● **Task statement**: Reply with one number only: the count of lines below that contain the word "formats".

Start of Block

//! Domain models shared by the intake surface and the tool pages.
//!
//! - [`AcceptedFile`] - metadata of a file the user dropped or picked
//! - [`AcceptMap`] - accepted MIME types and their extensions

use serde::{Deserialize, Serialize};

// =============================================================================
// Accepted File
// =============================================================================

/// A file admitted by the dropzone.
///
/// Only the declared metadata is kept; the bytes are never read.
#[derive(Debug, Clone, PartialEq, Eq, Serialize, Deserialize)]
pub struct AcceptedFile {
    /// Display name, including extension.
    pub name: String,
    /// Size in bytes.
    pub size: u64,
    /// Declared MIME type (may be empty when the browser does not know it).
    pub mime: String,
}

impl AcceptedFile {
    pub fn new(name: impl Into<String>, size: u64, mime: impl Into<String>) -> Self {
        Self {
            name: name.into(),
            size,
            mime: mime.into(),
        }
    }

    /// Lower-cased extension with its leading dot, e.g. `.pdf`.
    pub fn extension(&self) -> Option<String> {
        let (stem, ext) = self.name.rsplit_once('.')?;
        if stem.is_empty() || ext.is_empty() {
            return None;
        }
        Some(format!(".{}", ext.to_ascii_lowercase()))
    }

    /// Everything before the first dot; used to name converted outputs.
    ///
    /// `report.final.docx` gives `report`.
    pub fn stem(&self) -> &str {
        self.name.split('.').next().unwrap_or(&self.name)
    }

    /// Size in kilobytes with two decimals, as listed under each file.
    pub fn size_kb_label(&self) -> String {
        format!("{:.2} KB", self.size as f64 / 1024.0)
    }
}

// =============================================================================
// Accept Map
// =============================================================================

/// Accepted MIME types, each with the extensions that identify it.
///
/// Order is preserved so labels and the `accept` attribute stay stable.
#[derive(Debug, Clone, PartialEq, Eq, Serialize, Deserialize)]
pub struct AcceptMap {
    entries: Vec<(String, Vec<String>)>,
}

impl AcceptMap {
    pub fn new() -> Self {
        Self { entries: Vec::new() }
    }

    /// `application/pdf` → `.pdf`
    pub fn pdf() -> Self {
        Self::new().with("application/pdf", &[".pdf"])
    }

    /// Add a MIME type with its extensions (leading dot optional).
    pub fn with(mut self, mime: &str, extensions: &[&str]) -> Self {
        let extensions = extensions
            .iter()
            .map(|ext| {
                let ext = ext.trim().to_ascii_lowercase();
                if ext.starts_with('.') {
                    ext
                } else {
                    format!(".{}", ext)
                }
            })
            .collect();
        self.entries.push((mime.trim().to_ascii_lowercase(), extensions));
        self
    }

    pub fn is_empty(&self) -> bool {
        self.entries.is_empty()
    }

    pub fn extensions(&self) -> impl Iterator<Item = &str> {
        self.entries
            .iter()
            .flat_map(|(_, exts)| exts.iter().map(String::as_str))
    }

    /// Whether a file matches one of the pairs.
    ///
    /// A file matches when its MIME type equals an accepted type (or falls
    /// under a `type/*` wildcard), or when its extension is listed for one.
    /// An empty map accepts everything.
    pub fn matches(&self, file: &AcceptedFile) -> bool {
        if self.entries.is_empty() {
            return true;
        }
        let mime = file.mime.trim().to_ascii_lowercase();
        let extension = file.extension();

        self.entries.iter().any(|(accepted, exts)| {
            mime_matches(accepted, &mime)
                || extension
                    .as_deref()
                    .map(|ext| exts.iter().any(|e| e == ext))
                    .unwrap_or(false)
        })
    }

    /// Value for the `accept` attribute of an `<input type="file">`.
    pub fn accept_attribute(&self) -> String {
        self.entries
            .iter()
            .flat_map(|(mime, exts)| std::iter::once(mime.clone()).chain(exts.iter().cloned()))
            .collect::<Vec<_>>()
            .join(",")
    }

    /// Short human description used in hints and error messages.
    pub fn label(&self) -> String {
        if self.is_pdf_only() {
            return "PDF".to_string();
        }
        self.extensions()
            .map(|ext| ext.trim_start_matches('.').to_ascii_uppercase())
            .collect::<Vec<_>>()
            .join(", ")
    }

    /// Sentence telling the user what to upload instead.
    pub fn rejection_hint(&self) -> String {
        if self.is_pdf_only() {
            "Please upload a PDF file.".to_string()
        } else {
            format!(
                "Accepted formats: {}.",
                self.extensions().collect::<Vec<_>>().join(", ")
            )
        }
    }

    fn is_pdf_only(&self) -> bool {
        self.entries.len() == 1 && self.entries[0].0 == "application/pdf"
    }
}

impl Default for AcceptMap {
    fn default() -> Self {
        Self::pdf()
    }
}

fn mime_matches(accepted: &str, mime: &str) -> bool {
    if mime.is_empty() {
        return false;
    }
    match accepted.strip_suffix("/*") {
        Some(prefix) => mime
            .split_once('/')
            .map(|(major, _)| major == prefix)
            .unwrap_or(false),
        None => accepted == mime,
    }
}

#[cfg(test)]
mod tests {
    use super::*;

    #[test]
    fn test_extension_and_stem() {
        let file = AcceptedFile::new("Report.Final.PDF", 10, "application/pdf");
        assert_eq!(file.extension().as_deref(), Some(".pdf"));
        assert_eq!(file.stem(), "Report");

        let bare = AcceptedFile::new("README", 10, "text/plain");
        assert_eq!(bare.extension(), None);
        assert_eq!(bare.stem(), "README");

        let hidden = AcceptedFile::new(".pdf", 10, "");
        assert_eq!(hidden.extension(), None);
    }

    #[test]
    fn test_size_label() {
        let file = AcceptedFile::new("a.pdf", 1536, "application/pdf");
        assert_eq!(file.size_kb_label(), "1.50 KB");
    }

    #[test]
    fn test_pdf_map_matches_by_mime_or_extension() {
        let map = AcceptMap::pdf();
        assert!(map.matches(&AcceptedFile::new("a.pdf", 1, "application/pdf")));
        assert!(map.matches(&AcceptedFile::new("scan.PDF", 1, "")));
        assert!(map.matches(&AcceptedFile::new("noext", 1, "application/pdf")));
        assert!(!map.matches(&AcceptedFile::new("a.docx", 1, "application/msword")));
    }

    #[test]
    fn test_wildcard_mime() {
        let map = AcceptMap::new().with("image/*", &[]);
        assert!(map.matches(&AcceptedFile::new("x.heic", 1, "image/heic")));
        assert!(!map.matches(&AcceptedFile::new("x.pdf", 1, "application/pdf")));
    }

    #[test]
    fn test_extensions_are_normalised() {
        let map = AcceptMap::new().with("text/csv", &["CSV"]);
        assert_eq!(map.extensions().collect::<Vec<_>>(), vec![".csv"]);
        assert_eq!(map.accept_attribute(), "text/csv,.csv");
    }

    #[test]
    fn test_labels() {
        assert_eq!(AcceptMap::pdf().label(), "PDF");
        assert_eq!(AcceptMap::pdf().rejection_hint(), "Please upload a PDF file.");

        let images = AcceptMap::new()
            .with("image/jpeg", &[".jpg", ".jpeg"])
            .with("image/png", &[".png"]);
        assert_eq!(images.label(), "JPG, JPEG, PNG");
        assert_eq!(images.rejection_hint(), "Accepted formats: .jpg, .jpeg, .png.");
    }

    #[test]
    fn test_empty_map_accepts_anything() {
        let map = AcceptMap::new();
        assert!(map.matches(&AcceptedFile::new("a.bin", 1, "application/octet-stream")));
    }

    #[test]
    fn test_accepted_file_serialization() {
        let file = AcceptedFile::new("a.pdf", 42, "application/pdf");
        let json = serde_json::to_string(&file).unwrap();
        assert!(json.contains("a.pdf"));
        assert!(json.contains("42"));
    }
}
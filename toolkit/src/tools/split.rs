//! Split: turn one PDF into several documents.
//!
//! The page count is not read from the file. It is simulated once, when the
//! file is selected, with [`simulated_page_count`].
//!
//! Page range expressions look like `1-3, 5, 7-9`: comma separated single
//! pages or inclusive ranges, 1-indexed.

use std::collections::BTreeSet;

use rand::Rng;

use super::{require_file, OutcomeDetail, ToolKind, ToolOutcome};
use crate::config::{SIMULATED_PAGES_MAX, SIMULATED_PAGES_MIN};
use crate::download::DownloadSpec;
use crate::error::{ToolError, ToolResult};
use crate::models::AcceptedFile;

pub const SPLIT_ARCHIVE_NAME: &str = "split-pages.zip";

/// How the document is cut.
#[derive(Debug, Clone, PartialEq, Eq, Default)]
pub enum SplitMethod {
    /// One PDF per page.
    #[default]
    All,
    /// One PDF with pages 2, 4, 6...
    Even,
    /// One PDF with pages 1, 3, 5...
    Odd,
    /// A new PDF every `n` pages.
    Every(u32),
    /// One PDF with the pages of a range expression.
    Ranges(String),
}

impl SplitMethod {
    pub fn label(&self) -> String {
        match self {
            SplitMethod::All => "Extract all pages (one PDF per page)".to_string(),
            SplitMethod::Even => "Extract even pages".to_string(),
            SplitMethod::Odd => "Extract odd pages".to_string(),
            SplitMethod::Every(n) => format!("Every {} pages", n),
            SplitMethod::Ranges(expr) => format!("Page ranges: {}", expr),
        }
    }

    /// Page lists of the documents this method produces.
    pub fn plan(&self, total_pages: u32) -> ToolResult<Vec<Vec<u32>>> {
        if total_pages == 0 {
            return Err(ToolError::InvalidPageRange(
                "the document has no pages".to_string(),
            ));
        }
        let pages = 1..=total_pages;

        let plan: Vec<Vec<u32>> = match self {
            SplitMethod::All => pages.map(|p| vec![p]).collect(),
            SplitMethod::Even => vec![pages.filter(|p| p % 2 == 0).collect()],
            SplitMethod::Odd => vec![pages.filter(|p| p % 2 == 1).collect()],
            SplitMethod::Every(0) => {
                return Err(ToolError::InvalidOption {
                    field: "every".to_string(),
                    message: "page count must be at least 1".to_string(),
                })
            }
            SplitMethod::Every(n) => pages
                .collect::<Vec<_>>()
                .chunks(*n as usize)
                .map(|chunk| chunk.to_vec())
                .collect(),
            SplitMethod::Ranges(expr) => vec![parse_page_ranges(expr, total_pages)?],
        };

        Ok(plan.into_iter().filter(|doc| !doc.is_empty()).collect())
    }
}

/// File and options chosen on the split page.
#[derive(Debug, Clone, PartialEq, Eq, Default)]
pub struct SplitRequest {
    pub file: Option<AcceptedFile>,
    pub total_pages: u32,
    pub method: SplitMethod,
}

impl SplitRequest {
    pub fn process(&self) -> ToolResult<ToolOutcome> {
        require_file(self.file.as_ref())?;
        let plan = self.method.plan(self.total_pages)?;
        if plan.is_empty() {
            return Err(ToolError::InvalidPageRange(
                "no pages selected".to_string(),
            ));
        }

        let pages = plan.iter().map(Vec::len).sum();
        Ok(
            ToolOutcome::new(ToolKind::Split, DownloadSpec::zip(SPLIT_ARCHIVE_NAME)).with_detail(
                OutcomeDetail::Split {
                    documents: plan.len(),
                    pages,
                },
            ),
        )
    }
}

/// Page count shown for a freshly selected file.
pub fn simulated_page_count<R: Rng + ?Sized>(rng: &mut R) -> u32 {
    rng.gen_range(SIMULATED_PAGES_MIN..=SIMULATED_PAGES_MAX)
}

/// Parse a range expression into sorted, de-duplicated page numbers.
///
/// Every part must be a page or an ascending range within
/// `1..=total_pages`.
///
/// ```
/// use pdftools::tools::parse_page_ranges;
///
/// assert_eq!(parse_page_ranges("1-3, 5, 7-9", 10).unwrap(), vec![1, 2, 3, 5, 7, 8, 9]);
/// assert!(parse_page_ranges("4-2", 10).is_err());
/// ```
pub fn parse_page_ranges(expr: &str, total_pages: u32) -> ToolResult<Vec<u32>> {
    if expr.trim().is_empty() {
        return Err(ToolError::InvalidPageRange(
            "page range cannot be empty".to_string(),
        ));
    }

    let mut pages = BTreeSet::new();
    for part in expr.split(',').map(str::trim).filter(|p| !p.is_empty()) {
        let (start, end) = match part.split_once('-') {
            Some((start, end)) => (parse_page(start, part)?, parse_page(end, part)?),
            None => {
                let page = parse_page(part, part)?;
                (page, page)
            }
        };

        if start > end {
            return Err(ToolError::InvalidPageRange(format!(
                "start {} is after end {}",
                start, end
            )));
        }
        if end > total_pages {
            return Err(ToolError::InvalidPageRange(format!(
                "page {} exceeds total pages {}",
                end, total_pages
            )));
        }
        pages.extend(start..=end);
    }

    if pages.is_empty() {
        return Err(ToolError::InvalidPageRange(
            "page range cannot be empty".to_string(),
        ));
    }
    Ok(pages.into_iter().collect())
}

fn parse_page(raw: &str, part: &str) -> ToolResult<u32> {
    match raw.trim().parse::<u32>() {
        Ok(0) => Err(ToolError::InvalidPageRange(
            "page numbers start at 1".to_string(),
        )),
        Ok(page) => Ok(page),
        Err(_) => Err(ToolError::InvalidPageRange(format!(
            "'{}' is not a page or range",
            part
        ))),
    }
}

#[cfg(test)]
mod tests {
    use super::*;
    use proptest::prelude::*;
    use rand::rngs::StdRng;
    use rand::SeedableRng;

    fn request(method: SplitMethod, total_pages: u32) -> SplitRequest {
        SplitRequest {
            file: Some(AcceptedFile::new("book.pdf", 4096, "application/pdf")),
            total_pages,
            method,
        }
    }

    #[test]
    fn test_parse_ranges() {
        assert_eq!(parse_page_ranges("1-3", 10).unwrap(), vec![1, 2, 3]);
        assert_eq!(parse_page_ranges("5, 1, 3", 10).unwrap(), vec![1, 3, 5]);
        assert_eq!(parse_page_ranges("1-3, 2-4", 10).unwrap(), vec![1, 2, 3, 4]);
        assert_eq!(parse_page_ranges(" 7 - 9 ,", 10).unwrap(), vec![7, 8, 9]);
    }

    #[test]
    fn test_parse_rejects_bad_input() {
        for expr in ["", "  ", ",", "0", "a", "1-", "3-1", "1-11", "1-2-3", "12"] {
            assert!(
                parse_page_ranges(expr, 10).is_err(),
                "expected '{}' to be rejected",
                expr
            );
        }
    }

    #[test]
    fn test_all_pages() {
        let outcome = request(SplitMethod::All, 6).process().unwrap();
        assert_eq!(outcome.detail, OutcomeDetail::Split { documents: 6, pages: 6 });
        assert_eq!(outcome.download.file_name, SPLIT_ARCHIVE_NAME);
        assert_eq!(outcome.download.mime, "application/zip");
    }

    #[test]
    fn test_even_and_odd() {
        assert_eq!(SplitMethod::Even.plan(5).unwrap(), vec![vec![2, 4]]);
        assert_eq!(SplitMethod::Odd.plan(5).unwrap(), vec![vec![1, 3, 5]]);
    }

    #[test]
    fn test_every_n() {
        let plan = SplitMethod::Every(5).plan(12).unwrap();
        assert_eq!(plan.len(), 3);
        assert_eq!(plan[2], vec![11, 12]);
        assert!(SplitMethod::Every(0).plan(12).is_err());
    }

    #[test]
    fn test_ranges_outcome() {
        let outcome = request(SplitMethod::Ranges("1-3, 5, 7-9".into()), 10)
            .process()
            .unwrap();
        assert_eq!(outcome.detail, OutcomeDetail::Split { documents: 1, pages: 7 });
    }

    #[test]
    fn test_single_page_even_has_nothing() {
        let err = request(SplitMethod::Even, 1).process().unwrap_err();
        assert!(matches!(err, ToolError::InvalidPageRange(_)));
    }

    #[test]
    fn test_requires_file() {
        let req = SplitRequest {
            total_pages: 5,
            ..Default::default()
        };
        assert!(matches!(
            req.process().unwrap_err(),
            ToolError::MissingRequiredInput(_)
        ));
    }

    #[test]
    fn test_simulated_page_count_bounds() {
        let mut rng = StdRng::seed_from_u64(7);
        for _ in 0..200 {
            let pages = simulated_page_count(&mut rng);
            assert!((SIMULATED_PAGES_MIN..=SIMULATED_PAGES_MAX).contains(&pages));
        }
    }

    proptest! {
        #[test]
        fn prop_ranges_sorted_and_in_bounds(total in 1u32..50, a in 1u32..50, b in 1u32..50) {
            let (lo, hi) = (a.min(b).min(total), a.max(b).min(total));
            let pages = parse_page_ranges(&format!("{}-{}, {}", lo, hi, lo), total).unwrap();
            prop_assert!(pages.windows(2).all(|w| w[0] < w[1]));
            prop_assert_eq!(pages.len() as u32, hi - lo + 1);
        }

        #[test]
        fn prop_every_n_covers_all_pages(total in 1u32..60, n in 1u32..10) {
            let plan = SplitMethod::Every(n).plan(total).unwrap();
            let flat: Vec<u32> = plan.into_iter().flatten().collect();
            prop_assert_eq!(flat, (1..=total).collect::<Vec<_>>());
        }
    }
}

End of Block

● **Task answer**: 2